╭──
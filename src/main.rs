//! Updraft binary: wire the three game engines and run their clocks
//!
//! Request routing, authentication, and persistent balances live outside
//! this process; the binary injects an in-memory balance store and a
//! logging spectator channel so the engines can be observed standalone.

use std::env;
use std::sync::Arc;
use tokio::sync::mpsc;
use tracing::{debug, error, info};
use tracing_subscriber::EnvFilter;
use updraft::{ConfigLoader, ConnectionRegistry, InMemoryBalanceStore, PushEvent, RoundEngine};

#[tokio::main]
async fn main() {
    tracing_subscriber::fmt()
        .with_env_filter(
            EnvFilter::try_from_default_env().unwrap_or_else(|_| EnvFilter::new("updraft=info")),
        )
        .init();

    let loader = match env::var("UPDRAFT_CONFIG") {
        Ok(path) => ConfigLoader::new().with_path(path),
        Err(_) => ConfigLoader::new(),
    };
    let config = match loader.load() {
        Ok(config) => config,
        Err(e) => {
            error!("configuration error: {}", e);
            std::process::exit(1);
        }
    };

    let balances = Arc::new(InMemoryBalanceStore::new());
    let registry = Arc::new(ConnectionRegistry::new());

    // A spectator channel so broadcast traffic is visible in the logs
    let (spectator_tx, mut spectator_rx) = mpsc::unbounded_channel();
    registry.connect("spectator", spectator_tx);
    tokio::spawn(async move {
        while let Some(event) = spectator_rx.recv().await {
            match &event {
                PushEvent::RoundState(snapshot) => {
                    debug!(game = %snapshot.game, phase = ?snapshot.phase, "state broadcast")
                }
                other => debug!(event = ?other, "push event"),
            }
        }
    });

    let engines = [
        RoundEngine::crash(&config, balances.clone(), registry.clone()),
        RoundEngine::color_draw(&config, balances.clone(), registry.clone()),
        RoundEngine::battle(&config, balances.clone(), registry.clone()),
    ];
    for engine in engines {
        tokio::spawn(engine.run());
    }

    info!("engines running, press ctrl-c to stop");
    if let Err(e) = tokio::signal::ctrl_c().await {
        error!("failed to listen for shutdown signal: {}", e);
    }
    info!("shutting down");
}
╰──
╭──
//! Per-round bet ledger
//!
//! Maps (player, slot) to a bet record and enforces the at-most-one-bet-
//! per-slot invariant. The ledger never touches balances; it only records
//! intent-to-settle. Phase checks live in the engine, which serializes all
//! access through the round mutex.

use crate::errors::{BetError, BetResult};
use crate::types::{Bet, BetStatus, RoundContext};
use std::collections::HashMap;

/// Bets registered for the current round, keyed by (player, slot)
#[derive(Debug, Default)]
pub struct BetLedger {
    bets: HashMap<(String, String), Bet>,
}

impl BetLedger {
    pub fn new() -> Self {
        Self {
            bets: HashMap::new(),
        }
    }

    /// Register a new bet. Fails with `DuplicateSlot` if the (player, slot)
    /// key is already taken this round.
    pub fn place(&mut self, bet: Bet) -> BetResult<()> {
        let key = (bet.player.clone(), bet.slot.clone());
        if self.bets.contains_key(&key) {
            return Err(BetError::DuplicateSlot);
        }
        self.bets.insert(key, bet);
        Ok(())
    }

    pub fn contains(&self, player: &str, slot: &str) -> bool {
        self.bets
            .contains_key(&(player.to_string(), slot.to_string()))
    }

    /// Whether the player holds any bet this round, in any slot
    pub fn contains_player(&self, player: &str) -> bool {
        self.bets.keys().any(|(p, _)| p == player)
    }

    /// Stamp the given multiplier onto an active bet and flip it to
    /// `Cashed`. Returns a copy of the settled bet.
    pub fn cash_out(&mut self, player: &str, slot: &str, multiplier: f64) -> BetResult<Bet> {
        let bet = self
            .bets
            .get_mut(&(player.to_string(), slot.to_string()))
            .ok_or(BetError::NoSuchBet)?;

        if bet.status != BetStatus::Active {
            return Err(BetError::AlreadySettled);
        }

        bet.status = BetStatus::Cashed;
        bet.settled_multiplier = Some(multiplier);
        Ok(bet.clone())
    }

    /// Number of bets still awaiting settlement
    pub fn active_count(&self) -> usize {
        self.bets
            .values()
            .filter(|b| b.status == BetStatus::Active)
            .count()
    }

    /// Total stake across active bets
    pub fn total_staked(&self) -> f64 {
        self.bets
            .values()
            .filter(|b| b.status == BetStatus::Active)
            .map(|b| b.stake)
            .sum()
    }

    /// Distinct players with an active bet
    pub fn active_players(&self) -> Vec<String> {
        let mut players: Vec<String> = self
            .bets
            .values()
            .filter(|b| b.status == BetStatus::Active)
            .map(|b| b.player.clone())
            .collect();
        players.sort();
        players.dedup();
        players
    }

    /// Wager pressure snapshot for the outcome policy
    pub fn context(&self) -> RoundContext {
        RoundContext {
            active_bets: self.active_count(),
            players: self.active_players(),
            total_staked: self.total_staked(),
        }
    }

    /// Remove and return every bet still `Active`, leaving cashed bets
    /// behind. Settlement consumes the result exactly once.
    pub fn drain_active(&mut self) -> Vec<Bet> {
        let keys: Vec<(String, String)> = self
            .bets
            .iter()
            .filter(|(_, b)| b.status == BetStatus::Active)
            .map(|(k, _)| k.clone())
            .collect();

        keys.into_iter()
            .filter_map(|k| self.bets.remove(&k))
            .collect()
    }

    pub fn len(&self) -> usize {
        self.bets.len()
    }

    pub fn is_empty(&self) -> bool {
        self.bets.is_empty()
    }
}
╰──
╭──
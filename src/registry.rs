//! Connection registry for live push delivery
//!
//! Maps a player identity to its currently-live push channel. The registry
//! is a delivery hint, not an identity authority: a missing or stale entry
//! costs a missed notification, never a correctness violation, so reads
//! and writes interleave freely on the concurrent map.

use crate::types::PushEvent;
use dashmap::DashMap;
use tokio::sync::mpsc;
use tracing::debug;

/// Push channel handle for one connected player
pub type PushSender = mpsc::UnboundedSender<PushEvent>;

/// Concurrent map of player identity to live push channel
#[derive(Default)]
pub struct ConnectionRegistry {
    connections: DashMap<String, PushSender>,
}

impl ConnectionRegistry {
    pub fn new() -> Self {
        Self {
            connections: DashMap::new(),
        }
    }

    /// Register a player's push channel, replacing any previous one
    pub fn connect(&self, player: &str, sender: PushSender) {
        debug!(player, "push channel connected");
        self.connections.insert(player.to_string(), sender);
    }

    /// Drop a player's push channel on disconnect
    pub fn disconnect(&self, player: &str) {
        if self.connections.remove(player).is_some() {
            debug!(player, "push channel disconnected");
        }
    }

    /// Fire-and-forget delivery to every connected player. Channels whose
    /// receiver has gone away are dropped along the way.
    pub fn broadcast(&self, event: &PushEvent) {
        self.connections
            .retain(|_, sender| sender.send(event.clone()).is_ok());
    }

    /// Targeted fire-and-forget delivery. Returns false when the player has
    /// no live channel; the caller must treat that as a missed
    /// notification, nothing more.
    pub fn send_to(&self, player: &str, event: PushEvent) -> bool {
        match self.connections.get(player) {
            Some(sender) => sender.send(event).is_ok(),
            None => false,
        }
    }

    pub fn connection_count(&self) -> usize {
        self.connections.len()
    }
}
╰──
INSTRUCTIONS FOR THE TASK >> Using the material above, transcribe exactly the lines from the line with "filename src/main.rs" to the line with "use std::sync::Arc;"; both count, and nothing else goes in.

YOUR SOLUTION >>
filename src/main.rs
//! Updraft binary: wire the three game engines and run their clocks
//!
//! Request routing, authentication, and persistent balances live outside
//! this process; the binary injects an in-memory balance store and a
//! logging spectator channel so the engines can be observed standalone.

use std::env;
use std::sync::Arc;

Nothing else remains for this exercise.